Amy Block Joy is an Emerita Professor at the University of California, Berkeley. She is best known for exposing fraudulent activity in a California nutrition education program. She specializes in nutrition and health disparities of diverse populations, nutritional ecology, and ethics. She is an author and advocate for whistleblowers and employee rights. Joy was formerly a Cooperative Extension Specialist, Emeritus at the University of California, Davis

==Career==
Amy Block Joy earned a bachelor's degree in Biochemistry and Bacteriology from the University of California, Berkeley in 1974 and a Ph.D. in Nutritional Sciences from the University of California, Berkeley in 1979. The following year she was hired as a University of California, Berkeley campus Specialist in Nutrition. She took a sabbatical to the London School of Hygiene and Tropical Medicine in 1992. There she developed a proposal to help poor families improve their economic and nutritional well-being, which was subsequently funded by the US Department of Agriculture.

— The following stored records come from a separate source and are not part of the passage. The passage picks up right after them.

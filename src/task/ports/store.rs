//! Repository port for task persistence, lookup, and search.

use crate::task::domain::{Priority, ProjectId, Task, TaskDomainError, TaskId, TaskStatus, UserId};
use async_trait::async_trait;
use chrono::{DateTime, Utc};
use std::collections::HashSet;
use std::sync::Arc;
use thiserror::Error;

/// Result type for task store operations.
pub type TaskStoreResult<T> = Result<T, TaskStoreError>;

/// Largest page size the store will serve.
pub const MAX_PAGE_SIZE: usize = 100;

/// Task persistence contract.
///
/// The store is deliberately unaware of dependency edges and assignments;
/// cross-component rules (such as the delete gate on outgoing edges) live
/// in the task service where all ports are visible.
#[async_trait]
pub trait TaskStore: Send + Sync {
    /// Stores a new task.
    ///
    /// # Errors
    ///
    /// Returns [`TaskStoreError::DuplicateTask`] when the task ID already
    /// exists.
    async fn create(&self, task: &Task) -> TaskStoreResult<()>;

    /// Fetches a task by identifier.
    ///
    /// # Errors
    ///
    /// Returns [`TaskStoreError::NotFound`] when the task does not exist or
    /// has been soft-deleted.
    async fn get(&self, id: TaskId) -> TaskStoreResult<Task>;

    /// Replaces a stored task, compare-and-swap style.
    ///
    /// The caller mutates a copy read at `expected_version` through the
    /// domain methods (which bump the version) and submits it here; the
    /// store commits only when the stored version still equals
    /// `expected_version`.
    ///
    /// # Errors
    ///
    /// Returns [`TaskStoreError::VersionConflict`] on a version mismatch (a
    /// retryable condition: the caller re-reads and reapplies) and
    /// [`TaskStoreError::NotFound`] when the task is missing or
    /// soft-deleted.
    async fn update(&self, task: &Task, expected_version: u64) -> TaskStoreResult<()>;

    /// Soft-deletes a task.
    ///
    /// # Errors
    ///
    /// Returns [`TaskStoreError::NotFound`] when the task is missing or
    /// already soft-deleted.
    async fn soft_delete(
        &self,
        id: TaskId,
        deleted_by: UserId,
        deleted_at: DateTime<Utc>,
    ) -> TaskStoreResult<()>;

    /// Returns the active (non-deleted) tasks of a project, ordered by id.
    async fn list_by_project(&self, project_id: ProjectId) -> TaskStoreResult<Vec<Task>>;

    /// Searches active tasks with filtering, sorting, and pagination.
    ///
    /// Sorting is stable with a deterministic ascending-id tie-break; page
    /// bounds are clamped server-side (`page >= 1`, `size` in 1–100).
    async fn search(
        &self,
        filter: &TaskFilter,
        sort: TaskSort,
        page: PageRequest,
    ) -> TaskStoreResult<TaskPage>;
}

/// Search filter; all criteria are conjunctive.
#[derive(Debug, Clone, Default, PartialEq, Eq)]
pub struct TaskFilter {
    /// Owning project. Search is always project-scoped.
    pub project_id: Option<ProjectId>,
    /// Match a single status.
    pub status: Option<TaskStatus>,
    /// Match a single priority.
    pub priority: Option<Priority>,
    /// Case-insensitive title substring.
    pub title_contains: Option<String>,
    /// Restrict to an explicit id set (the service resolves assignee
    /// filters through the ledger into this form).
    pub id_in: Option<HashSet<TaskId>>,
}

/// Sortable task fields.
#[derive(Debug, Clone, Copy, PartialEq, Eq)]
pub enum SortField {
    /// Lexicographic title order.
    Title,
    /// Priority order, least urgent first.
    Priority,
    /// Status order, earliest lifecycle stage first.
    Status,
    /// Creation timestamp order.
    CreatedAt,
    /// Estimated start date order; undated tasks sort first.
    EstimatedStartDate,
}

/// Sort direction.
#[derive(Debug, Clone, Copy, Default, PartialEq, Eq)]
pub enum SortDirection {
    /// Smallest first.
    #[default]
    Ascending,
    /// Largest first.
    Descending,
}

/// Requested sort order.
#[derive(Debug, Clone, Copy, PartialEq, Eq)]
pub struct TaskSort {
    /// Field to order by.
    pub field: SortField,
    /// Direction applied to the field (the id tie-break stays ascending).
    pub direction: SortDirection,
}

impl Default for TaskSort {
    fn default() -> Self {
        Self {
            field: SortField::CreatedAt,
            direction: SortDirection::Ascending,
        }
    }
}

/// Requested result page, 1-based.
#[derive(Debug, Clone, Copy, PartialEq, Eq)]
pub struct PageRequest {
    /// Page number; clamped to at least 1.
    pub page: usize,
    /// Page size; clamped to 1–100.
    pub size: usize,
}

impl PageRequest {
    /// Creates a page request.
    #[must_use]
    pub const fn new(page: usize, size: usize) -> Self {
        Self { page, size }
    }

    /// Returns the request with server-side bounds applied.
    #[must_use]
    pub const fn clamped(self) -> Self {
        Self {
            page: if self.page < 1 { 1 } else { self.page },
            size: clamp_size(self.size),
        }
    }

    /// Returns the zero-based offset of the first item on the page.
    #[must_use]
    pub const fn offset(self) -> usize {
        let clamped = self.clamped();
        (clamped.page - 1) * clamped.size
    }
}

impl Default for PageRequest {
    fn default() -> Self {
        Self { page: 1, size: 25 }
    }
}

const fn clamp_size(size: usize) -> usize {
    if size < 1 {
        1
    } else if size > MAX_PAGE_SIZE {
        MAX_PAGE_SIZE
    } else {
        size
    }
}

/// One page of search results.
#[derive(Debug, Clone, PartialEq, Eq)]
pub struct TaskPage {
    /// Tasks on this page, in sort order.
    pub items: Vec<Task>,
    /// Total matches across all pages.
    pub total: usize,
    /// Effective (clamped) page number served.
    pub page: usize,
    /// Effective (clamped) page size served.
    pub size: usize,
}

/// Errors returned by task store implementations.
#[derive(Debug, Clone, Error)]
pub enum TaskStoreError {
    /// A task with the same identifier already exists.
    #[error("duplicate task identifier: {0}")]
    DuplicateTask(TaskId),

    /// The task was not found or has been soft-deleted.
    #[error("task not found: {0}")]
    NotFound(TaskId),

    /// The stored version no longer matches the version the caller read.
    #[error("version conflict on task {task}: expected {expected}, stored {actual}")]
    VersionConflict {
        /// Task whose update was rejected.
        task: TaskId,
        /// Version the caller presented.
        expected: u64,
        /// Version currently stored.
        actual: u64,
    },

    /// Domain validation failed while applying a change.
    #[error(transparent)]
    Domain(#[from] TaskDomainError),

    /// Persistence-layer failure.
    #[error("persistence error: {0}")]
    Persistence(Arc<dyn std::error::Error + Send + Sync>),
}

impl TaskStoreError {
    /// Wraps a persistence error.
    pub fn persistence(err: impl std::error::Error + Send + Sync + 'static) -> Self {
        Self::Persistence(Arc::new(err))
    }
}
//! Unit tests for schedule computations.


use chrono::NaiveDate;
use mockable::DefaultClock;

use crate::task::domain::{
    DependencyType, NewTask, ProjectId, Task, TaskDependency, TaskDomainError, TaskId, UserId,
};

/// A convenient fixed date for schedule fixtures.
pub fn day(ordinal: u32) -> NaiveDate {
    NaiveDate::from_ymd_opt(2025, 6, 1)
        .and_then(|base| base.checked_add_days(chrono::Days::new(u64::from(ordinal))))
        .expect("fixture dates should stay in range")
}

/// Builds a task whose estimated span covers `duration_days`.
pub fn dated_task(
    project_id: ProjectId,
    title: &str,
    start: NaiveDate,
    duration_days: u64,
) -> Result<Task, TaskDomainError> {
    let end = start
        .checked_add_days(chrono::Days::new(duration_days))
        .expect("fixture dates should stay in range");
    Task::new(
        NewTask::new(project_id, title).with_estimated_dates(start, end),
        UserId::new(),
        &DefaultClock,
    )
}

/// Builds an undated task.
pub fn undated_task(project_id: ProjectId, title: &str) -> Result<Task, TaskDomainError> {
    Task::new(
        NewTask::new(project_id, title),
        UserId::new(),
        &DefaultClock,
    )
}

/// Builds a raw precedence edge, bypassing the graph port.
pub fn raw_edge(
    project_id: ProjectId,
    predecessor: TaskId,
    successor: TaskId,
    dependency_type: DependencyType,
    lag_days: i32,
) -> Result<TaskDependency, TaskDomainError> {
    TaskDependency::new(
        project_id,
        predecessor,
        successor,
        dependency_type,
        lag_days,
        UserId::new(),
        &DefaultClock,
    )
}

Upon her return to the US, she joined the University of California, Davis faculty in the Department of Nutrition. From 1994, Joy was director of the UC Food Stamp Nutrition Education Program, which provided nutrition education to low-income families throughout California. In 2007, Joy stepped down as director of the program.

She was reassigned to a one-woman department, Nutritional Ecology, exploring topics including nutritional controversy, health impacts on the environment, nutritional policies, and food safety. Joy is now a professor emerita at the University of California, Berkeley, where she also serves as the president of the UC Berkeley Emeriti Association.

==Whistleblower report==
In August 2006, Joy filed a whistleblower report over fraudulent activities within the UC Food Stamp Nutrition Education Program. UC Davis reached a settlement with Joy over retaliation for whistleblowing, paying her $89,611. An investigation by the university and the US Department of Agriculture verified many of her allegations. As a result, the California Department of Social Services withheld $2.3 million in funding from UC Davis and the program's participating counties, and one of her colleagues was charged with theft. She claims that the theft was covered up by administrators that looked to the perpetrator for help in acquiring equipment for the faculty. The retaliation included trying to scapegoat Joy for the incident.

In 2010, she received a settlement from UC Davis. She has since published several books on her experience, including Whistleblower published in 2010 by Bay Tree Press, in addition to two further self-published works. The Routledge edited volume Fight the Tower: Asian American Women Scholars’ Resistance and Renewal in the Academy called her experience “one of the most well-known cases of whistleblowing in academia”.

==Published work==
In 1985, she published "California EFNEP Evaluation Study" at Berkeley. It was the first experimentally-designed study of the effectiveness of nutrition education and discussed in the book New Directions for Evaluation.

In 2006, she published the first cost-benefit analysis to measure cost effectiveness of nutrition education in California. The analysis is discussed in the 2016 version of Community Health Nursing: Caring for the Public's Health.

Joy has authored three books about her whistleblower experience:
- Whistleblower (Bay Tree Publishing, ISBN 9780981957753)
- Retaliation (self-published by CreateSpace, )
- Blowback: The Unintended Consequences of Exposing a Fraud (self-published by CreateSpace, ISBN 978-1542999663)

She began writing books in order to educate future whistleblowers.

She is an associate editor of California Agriculture, a peer reviewed journal. She has also published articles in Compliance and Ethics Professional.